---- Excerpted data

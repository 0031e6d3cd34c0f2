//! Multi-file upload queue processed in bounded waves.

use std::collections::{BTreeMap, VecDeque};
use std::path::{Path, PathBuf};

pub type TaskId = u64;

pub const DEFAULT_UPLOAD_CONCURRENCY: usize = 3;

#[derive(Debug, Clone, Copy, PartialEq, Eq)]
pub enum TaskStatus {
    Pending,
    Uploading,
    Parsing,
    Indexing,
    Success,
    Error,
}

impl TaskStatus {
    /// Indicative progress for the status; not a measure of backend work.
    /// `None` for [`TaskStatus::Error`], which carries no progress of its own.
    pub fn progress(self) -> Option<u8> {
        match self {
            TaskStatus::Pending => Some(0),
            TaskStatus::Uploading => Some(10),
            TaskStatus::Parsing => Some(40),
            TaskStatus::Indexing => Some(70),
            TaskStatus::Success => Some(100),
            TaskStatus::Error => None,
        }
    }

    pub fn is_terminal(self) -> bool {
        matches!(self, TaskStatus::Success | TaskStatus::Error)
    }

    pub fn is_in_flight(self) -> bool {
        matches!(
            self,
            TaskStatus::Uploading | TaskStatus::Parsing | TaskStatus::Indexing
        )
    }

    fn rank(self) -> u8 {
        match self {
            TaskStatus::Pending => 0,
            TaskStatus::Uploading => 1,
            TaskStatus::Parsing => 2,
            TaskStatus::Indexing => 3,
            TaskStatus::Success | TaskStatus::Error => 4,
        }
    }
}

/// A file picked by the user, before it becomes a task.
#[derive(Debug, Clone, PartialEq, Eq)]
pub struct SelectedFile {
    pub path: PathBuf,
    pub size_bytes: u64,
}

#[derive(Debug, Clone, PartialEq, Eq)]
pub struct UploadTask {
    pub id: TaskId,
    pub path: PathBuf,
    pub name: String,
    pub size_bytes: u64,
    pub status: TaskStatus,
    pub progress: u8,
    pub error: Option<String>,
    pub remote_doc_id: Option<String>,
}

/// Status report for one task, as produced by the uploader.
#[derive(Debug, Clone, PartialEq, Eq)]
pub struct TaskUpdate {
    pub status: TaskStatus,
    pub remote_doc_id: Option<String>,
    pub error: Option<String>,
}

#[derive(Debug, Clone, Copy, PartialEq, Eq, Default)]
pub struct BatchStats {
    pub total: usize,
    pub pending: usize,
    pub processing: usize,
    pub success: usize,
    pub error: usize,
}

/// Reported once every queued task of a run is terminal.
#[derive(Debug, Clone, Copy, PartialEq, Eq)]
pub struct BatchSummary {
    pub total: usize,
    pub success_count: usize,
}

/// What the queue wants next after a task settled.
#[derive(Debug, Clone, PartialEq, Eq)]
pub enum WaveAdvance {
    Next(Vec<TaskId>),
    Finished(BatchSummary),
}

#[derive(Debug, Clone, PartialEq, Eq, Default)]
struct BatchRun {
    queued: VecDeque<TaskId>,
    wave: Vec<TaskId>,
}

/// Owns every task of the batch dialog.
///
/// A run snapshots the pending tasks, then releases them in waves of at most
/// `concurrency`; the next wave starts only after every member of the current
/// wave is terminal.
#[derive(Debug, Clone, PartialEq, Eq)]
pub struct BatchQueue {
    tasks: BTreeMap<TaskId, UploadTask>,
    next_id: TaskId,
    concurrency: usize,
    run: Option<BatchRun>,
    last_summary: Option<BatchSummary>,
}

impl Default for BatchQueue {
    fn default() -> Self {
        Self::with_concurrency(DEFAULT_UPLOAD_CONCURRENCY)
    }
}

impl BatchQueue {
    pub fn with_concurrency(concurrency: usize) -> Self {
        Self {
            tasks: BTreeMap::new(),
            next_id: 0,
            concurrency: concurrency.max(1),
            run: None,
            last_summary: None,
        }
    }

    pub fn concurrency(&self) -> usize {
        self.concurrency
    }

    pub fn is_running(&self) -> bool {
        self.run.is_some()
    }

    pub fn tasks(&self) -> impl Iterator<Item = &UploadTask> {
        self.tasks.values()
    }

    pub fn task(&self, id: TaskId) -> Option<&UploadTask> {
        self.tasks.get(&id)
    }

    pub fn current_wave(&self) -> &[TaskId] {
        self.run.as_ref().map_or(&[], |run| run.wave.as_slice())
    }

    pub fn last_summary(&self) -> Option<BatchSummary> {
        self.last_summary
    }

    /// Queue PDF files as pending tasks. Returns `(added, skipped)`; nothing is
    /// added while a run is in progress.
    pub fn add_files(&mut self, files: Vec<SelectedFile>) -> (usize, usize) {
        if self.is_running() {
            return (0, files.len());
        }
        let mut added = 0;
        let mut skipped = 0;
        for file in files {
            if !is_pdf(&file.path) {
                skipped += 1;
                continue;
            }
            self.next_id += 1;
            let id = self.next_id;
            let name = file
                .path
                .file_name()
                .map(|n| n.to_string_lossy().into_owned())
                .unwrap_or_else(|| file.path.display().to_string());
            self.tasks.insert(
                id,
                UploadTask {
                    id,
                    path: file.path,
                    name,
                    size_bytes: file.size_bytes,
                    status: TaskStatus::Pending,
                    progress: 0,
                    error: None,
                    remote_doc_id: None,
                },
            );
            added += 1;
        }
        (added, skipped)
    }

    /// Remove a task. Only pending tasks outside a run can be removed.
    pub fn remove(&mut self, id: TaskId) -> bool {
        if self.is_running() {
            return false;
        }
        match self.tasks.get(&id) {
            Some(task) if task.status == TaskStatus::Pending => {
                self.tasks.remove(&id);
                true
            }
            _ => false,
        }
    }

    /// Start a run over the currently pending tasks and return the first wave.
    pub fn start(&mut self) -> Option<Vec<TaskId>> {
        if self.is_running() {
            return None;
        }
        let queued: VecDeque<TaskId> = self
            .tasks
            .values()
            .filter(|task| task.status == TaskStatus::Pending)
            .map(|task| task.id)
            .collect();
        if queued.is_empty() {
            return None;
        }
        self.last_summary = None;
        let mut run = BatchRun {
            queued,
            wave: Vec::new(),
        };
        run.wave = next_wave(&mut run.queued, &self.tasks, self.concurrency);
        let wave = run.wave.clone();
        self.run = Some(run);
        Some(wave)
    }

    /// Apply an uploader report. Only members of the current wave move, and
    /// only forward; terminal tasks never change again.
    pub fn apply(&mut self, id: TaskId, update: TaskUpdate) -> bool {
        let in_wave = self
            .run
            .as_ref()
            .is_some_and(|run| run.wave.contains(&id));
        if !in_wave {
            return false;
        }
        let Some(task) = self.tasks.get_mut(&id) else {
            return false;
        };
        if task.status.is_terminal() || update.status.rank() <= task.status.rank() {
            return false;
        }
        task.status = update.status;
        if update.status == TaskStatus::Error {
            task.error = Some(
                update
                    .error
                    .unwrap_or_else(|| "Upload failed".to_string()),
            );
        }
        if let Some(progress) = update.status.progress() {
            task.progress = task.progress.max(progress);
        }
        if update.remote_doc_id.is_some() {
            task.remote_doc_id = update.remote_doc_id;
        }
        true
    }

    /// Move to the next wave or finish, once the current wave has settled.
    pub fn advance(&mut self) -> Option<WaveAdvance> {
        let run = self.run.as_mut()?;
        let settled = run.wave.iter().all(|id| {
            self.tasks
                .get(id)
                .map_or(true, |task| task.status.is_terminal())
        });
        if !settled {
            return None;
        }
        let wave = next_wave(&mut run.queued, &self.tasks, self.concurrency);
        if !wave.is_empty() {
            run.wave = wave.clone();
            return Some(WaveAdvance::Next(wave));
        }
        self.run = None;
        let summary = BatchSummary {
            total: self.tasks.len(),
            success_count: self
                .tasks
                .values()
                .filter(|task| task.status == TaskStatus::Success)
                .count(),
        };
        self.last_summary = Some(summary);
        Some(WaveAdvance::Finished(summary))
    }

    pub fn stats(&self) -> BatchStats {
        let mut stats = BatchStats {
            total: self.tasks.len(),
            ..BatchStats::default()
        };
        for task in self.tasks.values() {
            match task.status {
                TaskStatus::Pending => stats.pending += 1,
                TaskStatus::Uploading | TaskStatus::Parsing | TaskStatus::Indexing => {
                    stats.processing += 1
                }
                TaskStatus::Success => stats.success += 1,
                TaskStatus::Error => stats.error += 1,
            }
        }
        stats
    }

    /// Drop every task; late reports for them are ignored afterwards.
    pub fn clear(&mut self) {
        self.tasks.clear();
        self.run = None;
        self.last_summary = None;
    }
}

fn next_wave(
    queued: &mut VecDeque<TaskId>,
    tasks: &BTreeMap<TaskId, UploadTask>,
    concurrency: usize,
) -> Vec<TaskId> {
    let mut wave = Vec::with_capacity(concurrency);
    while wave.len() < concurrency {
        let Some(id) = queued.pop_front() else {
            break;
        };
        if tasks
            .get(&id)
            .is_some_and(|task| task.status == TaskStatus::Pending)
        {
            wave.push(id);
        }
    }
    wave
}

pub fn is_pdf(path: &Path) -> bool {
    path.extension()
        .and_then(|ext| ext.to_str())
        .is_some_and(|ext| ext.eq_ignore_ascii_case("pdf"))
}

--------

» Aim of the exercise
Copy all lines from the data that hold the word "while".

» Completed exercise
    /// added while a run is in progress.
    while wave.len() < concurrency {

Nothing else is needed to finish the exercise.